Die Eltern wollten ihn Pfarrer werden lassen, da das Studium aber zu kostspielig schien, kam er zu einem Schneidermeister in die Lehre. Nach drei Jahren wurde er Geselle, dann zog Rosegger -um einen Wochenlohn von 90 Kreuzern - mit seinem Lehrherrn als Geselle von Hof zu Hof, in der »Stör«, wie es damals hieß. Peter Rosegger führte genau Buch: auf 67 Bauernhöfen hat er geschneidert. Dabei lernte er Land und Leute kennen - und er schrieb, schrieb, schrieb, Gedichte zumeist, die, als sie sein Firmpate schließlich nach Graz brachte, im Buckelkorb transportiert werden mussten. Sie füllten 24 Bände. Auch dieser Firmpate, ein gewisser Schmiedhofer, verdient das Lob der Nachwelt. Er hat den jungen Schneidergesellen überredet, seine literarischen Versuche einem Redakteur anzuvertrauen, und erklärte sich bereit, die Bände selbst in die Hauptstadt zu tragen, in die »Tagespost«, zu Professor Svoboda, der auch für die Feuilletons zuständig war.

»Ich habe Ihre Gedichte gelesen und finde, dass Sie eine vorteilhafte Begabung besitzen, die eine sorgfältige Pflege verdient. Ich will mehrere Ihrer Gedichte veröffentlichen und auf Sie das Publikum aufmerksam machen«, schrieb Svoboda dem jungen Dichter aus Alpl. Und er vergaß nicht hinzuzufügen: »Was von Ihnen abgedruckt wird, soll honoriert, d. i. bezahlt werden.« Mit den Fremdworten, so meinte der Journalist offenbar, könnte der Schneidergeselle Probleme haben - am besten, man verdeutscht sie gleich... Peter Rosegger fuhr nach Graz zu Svoboda. Dieser ermöglichte ihm ein Studium an der Handelsakademie, 1869 veröffentlichte er seine ersten Erzählungen. Ein Landesstipendium ermöglichte ihm ausgedehnte Reisen durch Nord-und Südeuropa. Auch die Wiener Zeitungen publizierten nun Geschichten von Peter Rosegger, der häufig in die Reichshaupt- und Residenzstadt kam. Der Waldbauernbub war zum anerkannten Schriftsteller geworden, zum Heimatdichter. In rascher Folge erschienen nun seine Werke, zumeist Schätze der Erzählkunst, der Kleinepik - und alle geschöpft aus dem unmittelbaren Erleben der Umwelt. Bisweilen gab sich Rosegger als Lehr- und Schulmeister, dann litt die Unmittelbarkeit der Schilderung. Aber dort, wo er aus dem Leben griff, wo er die Menschen seiner Umgebung schilderte, war er unübertroffen -auch in seinen Mundartdichtungen. »Er ist wirklich und wahrhaftig der schreibende Bauer, er wird den Bauern nicht los«, meinte Ludwig Anzengruber, der ebenso wie der Dichter Robert Hamerling zum Freundeskreis Roseggers zählte.

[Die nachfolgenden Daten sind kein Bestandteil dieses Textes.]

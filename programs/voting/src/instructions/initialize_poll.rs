use anchor_lang::prelude::*;
use crate::{constants::*, events::PollInitialized, state::Poll};

// Accounts needed for creating a new poll
#[derive(Accounts)]
#[instruction(poll_id: u64)]
pub struct InitializePoll<'info> {
    // Pays for the poll account
    #[account(mut)]
    pub payer: Signer<'info>,

    // The poll account (PDA) - creation fails if this id is already taken
    #[account(
        init,
        payer = payer,
        space = DISCRIMINATOR_SIZE + Poll::INIT_SPACE,
        seeds = [poll_id.to_le_bytes().as_ref()],
        bump
    )]
    pub poll: Account<'info, Poll>,

    pub system_program: Program<'info, System>,
}

impl<'info> InitializePoll<'info> {
    pub fn initialize_poll(
        &mut self,
        poll_id: u64,
        description: String,
        poll_start: i64,
        poll_end: i64,
        bumps: &InitializePollBumps,
    ) -> Result<()> {
        self.poll
            .set_inner(Poll::new(poll_id, description, poll_start, poll_end, bumps.poll)?);

        msg!("Poll {} initialized", poll_id);
        msg!("Voting window: {} to {}", poll_start, poll_end);

        emit!(PollInitialized {
            poll_id,
            poll_start,
            poll_end,
        });

        Ok(())
    }
}
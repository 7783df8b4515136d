use anchor_lang::prelude::*;
use crate::{
    error::VotingError,
    events::VoteCast,
    state::{Candidate, Poll},
};

// Accounts needed for casting a vote
#[derive(Accounts)]
#[instruction(candidate_name: String, poll_id: u64)]
pub struct Vote<'info> {
    pub voter: Signer<'info>,

    /// CHECK: address is pinned by the seeds; supplies the voting window and
    /// is never written. Existence is checked in the handler
    #[account(
        seeds = [poll_id.to_le_bytes().as_ref()],
        bump
    )]
    pub poll: UncheckedAccount<'info>,

    /// CHECK: address is pinned by the seeds; the only account this
    /// instruction modifies. Existence is checked in the handler
    #[account(
        mut,
        seeds = [poll_id.to_le_bytes().as_ref(), candidate_name.as_bytes()],
        bump
    )]
    pub candidate: UncheckedAccount<'info>,
}

impl<'info> Vote<'info> {
    pub fn vote(&mut self, candidate_name: String, poll_id: u64) -> Result<()> {
        // Trusted cluster time, never a caller-supplied value
        let now = Clock::get()?.unix_timestamp;

        require_keys_eq!(*self.poll.owner, crate::ID, VotingError::PollNotFound);
        let poll = Poll::load(&self.poll.try_borrow_data()?)?;

        require_keys_eq!(*self.candidate.owner, crate::ID, VotingError::CandidateNotFound);
        let mut candidate = Candidate::load(&self.candidate.try_borrow_data()?)?;

        poll.check_voting_window(now)?;
        let candidate_votes = candidate.record_vote()?;

        // Same length as before, so the write always fits
        let mut data = self.candidate.try_borrow_mut_data()?;
        let mut writer: &mut [u8] = &mut data;
        candidate.try_serialize(&mut writer)?;

        msg!("Voted for candidate: {}", candidate_name);
        msg!("Votes: {}", candidate_votes);

        emit!(VoteCast {
            poll_id,
            candidate_name,
            candidate_votes,
            timestamp: now,
        });

        Ok(())
    }
}
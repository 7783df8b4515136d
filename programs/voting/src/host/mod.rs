//! Native execution of the voting rules outside the Solana runtime.
//!
//! The runtime's account table is replaced by an injected [`AccountStore`],
//! and the cluster clock by a timestamp held in the [`Ledger`]. Records are
//! kept in the same byte layout the program writes on chain, at the same
//! derived addresses.

mod ledger;
mod processor;
mod store;

pub use ledger::Ledger;
pub use processor::{
    process_initialize_candidate, process_initialize_poll, process_instruction, process_vote,
    VotingInstruction,
};
pub use store::{AccountStore, MemoryStore};
//! ID generation and content hashing utilities.

use sha2::{Digest, Sha256};

/// Generate a short random ID (8 hex characters).
pub fn short_id() -> String {
    let bytes: [u8; 4] = rand::random();
    hex::encode(bytes)
}

/// Generate a SHA256 hash of the input string.
pub fn sha256(input: &str) -> String {
    sha256_bytes(input.as_bytes())
}

/// Generate a SHA256 hash of raw bytes (used as a content checksum).
pub fn sha256_bytes(input: &[u8]) -> String {
    let mut hasher = Sha256::new();
    hasher.update(input);
    hex::encode(hasher.finalize())
}

/// Generate a short hash (first 16 characters of SHA256).
pub fn short_hash(input: &str) -> String {
    sha256(input)[..16].to_string()
}

/// Hash several parts as one value.
///
/// Parts are length-prefixed so `("ab", "c")` and `("a", "bc")` differ.
pub fn hash_parts(parts: &[&str]) -> String {
    let mut hasher = Sha256::new();
    for part in parts {
        hasher.update((part.len() as u64).to_le_bytes());
        hasher.update(part.as_bytes());
    }
    hex::encode(hasher.finalize())[..16].to_string()
}

/// Take at most `max_chars` characters from the start of `text`.
pub fn truncate_chars(text: &str, max_chars: usize) -> &str {
    match text.char_indices().nth(max_chars) {
        Some((idx, _)) => &text[..idx],
        None => text,
    }
}

/// Normalize an identifier into a filesystem-safe slug.
///
/// - Converts to lowercase
/// - Replaces spaces and dashes with underscores
/// - Removes non-alphanumeric characters (except underscores)
pub fn normalize(id: &str) -> String {
    id.to_lowercase()
        .replace([' ', '-'], "_")
        .chars()
        .filter(|c| c.is_ascii_alphanumeric() || *c == '_')
        .collect()
}
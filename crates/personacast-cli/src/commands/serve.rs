//! Serve command.

use crate::runtime::{self, Runtime};
use clap::Args;
use personacast_core::config::BindMode;
use personacast_gateway::{Gateway, GatewayConfig};
use std::path::Path;
use tracing::info;

/// Serve command arguments.
#[derive(Args)]
pub struct ServeArgs {
    /// Bind mode (loopback, lan)
    #[arg(short, long)]
    pub bind: Option<String>,

    /// Port number
    #[arg(short, long)]
    pub port: Option<u16>,

    /// Record deliveries in memory instead of calling the platform API
    #[arg(long)]
    pub dry_run: bool,
}

/// Parse a bind mode name.
pub fn parse_bind(value: &str) -> anyhow::Result<BindMode> {
    match value {
        "loopback" => Ok(BindMode::Loopback),
        "lan" => Ok(BindMode::Lan),
        other => anyhow::bail!("Invalid bind mode: {}. Valid options: loopback, lan", other),
    }
}

/// Run the serve command.
pub async fn run(args: ServeArgs, config_path: Option<&Path>) -> anyhow::Result<()> {
    let mut config = runtime::load_config(config_path)?;
    if let Some(bind) = &args.bind {
        config.gateway.bind = parse_bind(bind)?;
    }
    if let Some(port) = args.port {
        config.gateway.port = port;
    }

    let gateway_config = GatewayConfig::from_config(&config.gateway);
    let runtime = if args.dry_run {
        info!("Dry run: deliveries are recorded, not sent");
        Runtime::dry_run(config)?
    } else {
        Runtime::http(config)?
    };

    info!(
        cache_dir = %runtime.engine.avatars().cache_dir().display(),
        personas = runtime.directory.len(),
        "Avatar cache ready"
    );

    let gateway = Gateway::new(gateway_config, runtime.engine.clone())
        .with_directory(runtime.directory.clone());
    gateway.run().await?;
    Ok(())
}
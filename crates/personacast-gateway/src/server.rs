//! HTTP gateway server.
//!
//! Serves cached avatar files at the URLs the avatar manager hands out,
//! and exposes the delivery engine over HTTP.

use crate::error::GatewayError;
use crate::Result;
use axum::{
    extract::{Path, State},
    http::header,
    response::IntoResponse,
    routing::{get, post},
    Json, Router,
};
use personacast_core::config::BindMode;
use personacast_core::types::{ChannelRef, Embed, Persona};
use personacast_delivery::{DeliverOptions, DeliveryEngine, DeliveryResult, PersonaDirectory};
use serde::Deserialize;
use std::net::SocketAddr;
use std::sync::Arc;
use std::time::Instant;
use tower_http::trace::TraceLayer;
use tracing::{debug, info, warn};

/// Default gateway port.
pub const DEFAULT_PORT: u16 = 18790;

/// Cache lifetime advertised for avatar files.
const AVATAR_MAX_AGE_SECS: u64 = 86_400;

/// Gateway configuration.
#[derive(Debug, Clone)]
pub struct GatewayConfig {
    /// Bind mode.
    pub bind: BindMode,

    /// Port number.
    pub port: u16,
}

impl Default for GatewayConfig {
    fn default() -> Self {
        Self {
            bind: BindMode::Loopback,
            port: DEFAULT_PORT,
        }
    }
}

impl GatewayConfig {
    /// Build from the `gateway` config section.
    pub fn from_config(config: &personacast_core::config::GatewayConfig) -> Self {
        Self {
            bind: config.bind,
            port: config.port,
        }
    }

    /// Socket address to bind.
    pub fn bind_address(&self) -> SocketAddr {
        let ip = match self.bind {
            BindMode::Loopback => [127, 0, 0, 1],
            BindMode::Lan => [0, 0, 0, 0],
        };
        SocketAddr::from((ip, self.port))
    }
}

/// Gateway server state.
pub struct GatewayState {
    /// Delivery engine.
    pub engine: Arc<DeliveryEngine>,

    /// Persona lookup for deliveries that name a persona by key.
    pub directory: Option<Arc<dyn PersonaDirectory>>,

    started_at: Instant,
}

/// Persona in a delivery request: a directory key or a full persona.
#[derive(Debug, Deserialize)]
#[serde(untagged)]
pub enum PersonaRef {
    /// Look the persona up by key.
    Key(String),

    /// Use the persona as given.
    Inline(Persona),
}

/// Body of `POST /deliver`.
#[derive(Debug, Deserialize)]
pub struct DeliverRequest {
    /// Target channel.
    pub channel: ChannelRef,

    /// Reply text.
    pub content: String,

    /// Sending persona.
    #[serde(default)]
    pub persona: Option<PersonaRef>,

    /// Embed for the last chunk.
    #[serde(default)]
    pub embed: Option<Embed>,

    /// Model indicator suffix.
    #[serde(default)]
    pub model_indicator: Option<String>,

    /// Treat the content as an error message.
    #[serde(default)]
    pub is_error: bool,
}

/// The HTTP gateway.
pub struct Gateway {
    config: GatewayConfig,
    state: Arc<GatewayState>,
}

impl Gateway {
    /// Create a gateway around a delivery engine.
    pub fn new(config: GatewayConfig, engine: Arc<DeliveryEngine>) -> Self {
        Self {
            config,
            state: Arc::new(GatewayState {
                engine,
                directory: None,
                started_at: Instant::now(),
            }),
        }
    }

    /// Resolve persona keys through `directory`.
    pub fn with_directory(self, directory: Arc<dyn PersonaDirectory>) -> Self {
        let state = GatewayState {
            engine: self.state.engine.clone(),
            directory: Some(directory),
            started_at: self.state.started_at,
        };
        Self {
            config: self.config,
            state: Arc::new(state),
        }
    }

    /// Run the gateway server until it fails.
    pub async fn run(&self) -> Result<()> {
        let addr = self.config.bind_address();
        if self.config.bind != BindMode::Loopback {
            warn!("Gateway binding to {}; the delivery endpoint is reachable from the network", addr);
        }

        let listener = tokio::net::TcpListener::bind(addr).await?;
        info!("Starting gateway server on {}", addr);

        axum::serve(listener, self.router())
            .await
            .map_err(|e| GatewayError::Internal(e.to_string()))?;
        Ok(())
    }

    /// Create the Axum router.
    pub fn router(&self) -> Router {
        Router::new()
            .route("/avatars/:file", get(avatar_handler))
            .route("/deliver", post(deliver_handler))
            .route("/stats", get(stats_handler))
            .route("/health", get(health_handler))
            .with_state(self.state.clone())
            .layer(TraceLayer::new_for_http())
    }
}

async fn avatar_handler(
    State(state): State<Arc<GatewayState>>,
    Path(file): Path<String>,
) -> Result<impl IntoResponse> {
    let path = state
        .engine
        .avatars()
        .local_path(&file)
        .ok_or_else(|| GatewayError::NotFound(file.clone()))?;

    let bytes = match tokio::fs::read(&path).await {
        Ok(bytes) => bytes,
        Err(e) if e.kind() == std::io::ErrorKind::NotFound => {
            debug!(file = %file, "Avatar file not cached");
            return Err(GatewayError::NotFound(file));
        }
        Err(e) => return Err(e.into()),
    };

    let content_type = mime_guess::from_path(&path).first_or_octet_stream();
    Ok((
        [
            (header::CONTENT_TYPE, content_type.to_string()),
            (
                header::CACHE_CONTROL,
                format!("public, max-age={}", AVATAR_MAX_AGE_SECS),
            ),
        ],
        bytes,
    ))
}

async fn deliver_handler(
    State(state): State<Arc<GatewayState>>,
    Json(request): Json<DeliverRequest>,
) -> Result<Json<DeliveryResult>> {
    if request.channel.id.trim().is_empty() {
        return Err(GatewayError::InvalidRequest("channel id is empty".to_string()));
    }

    let persona = match request.persona {
        None => None,
        Some(PersonaRef::Inline(persona)) => Some(persona),
        Some(PersonaRef::Key(key)) => {
            let directory = state.directory.as_ref().ok_or_else(|| {
                GatewayError::InvalidRequest("no persona directory configured".to_string())
            })?;
            let persona = directory
                .get_persona(&key)
                .await
                .ok_or_else(|| GatewayError::NotFound(format!("persona {}", key)))?;
            Some(persona)
        }
    };

    let options = DeliverOptions {
        embed: request.embed,
        attachments: Vec::new(),
        model_indicator: request.model_indicator,
        is_error: request.is_error,
    };

    let result = state
        .engine
        .deliver(&request.channel, &request.content, persona.as_ref(), options)
        .await?;
    Ok(Json(result))
}

async fn stats_handler(State(state): State<Arc<GatewayState>>) -> impl IntoResponse {
    let tracker = state.engine.tracker();
    Json(serde_json::json!({
        "errors": tracker.stats(),
        "records": tracker.records(),
        "pending": state.engine.dedup().pending().len(),
        "endpoints": state.engine.webhooks().len(),
    }))
}

async fn health_handler(State(state): State<Arc<GatewayState>>) -> impl IntoResponse {
    Json(serde_json::json!({
        "status": "ok",
        "version": env!("CARGO_PKG_VERSION"),
        "uptime_seconds": state.started_at.elapsed().as_secs(),
    }))
}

1876 gründete dieser eine eigene Zeitschrift, »Der Heimgarten«, die zu einer Plattform für fast alle bedeutenden Dichter und Schriftsteller der Zeit wurde, in der aber auch Roseggers Erzählungen zuerst publiziert wurden.

In Krieglach hat sich Peter Rosegger 1877 ein Landhaus ausgebaut. Heute ist es ein Museum. Für Grenzlandschulen, für Kirchen organisierte er Sammlungen - er wollte, seiner Jugend eingedenk, auch als Volkserzieher tätig sein. Als er am 26. Juni 1918 starb, füllten seine Werke 50 gedruckte Bände: Erzählungen, Gedichte, doch auch große Romane wie »Jakob der Letzte« - eine Anklage gegen den Ankauf von Kleinbesitz. Peter Rosegger mag manchen, die sich heute mit seinen Werken konfrontiert sehen, veraltet, anachronistisch, einer längst vergangenen Heimatidylle verhaftet vorkommen. Aber gerade deshalb ist der große steirische Heimatdichter jetzt wieder so modern. Er ist ein literarischer Umweltschützer gewesen. Vielleicht ist seine Waldheimat, sind Geburts- und Sterbehaus auch aus diesem Grunde längst zur Pilgerstätte geworden.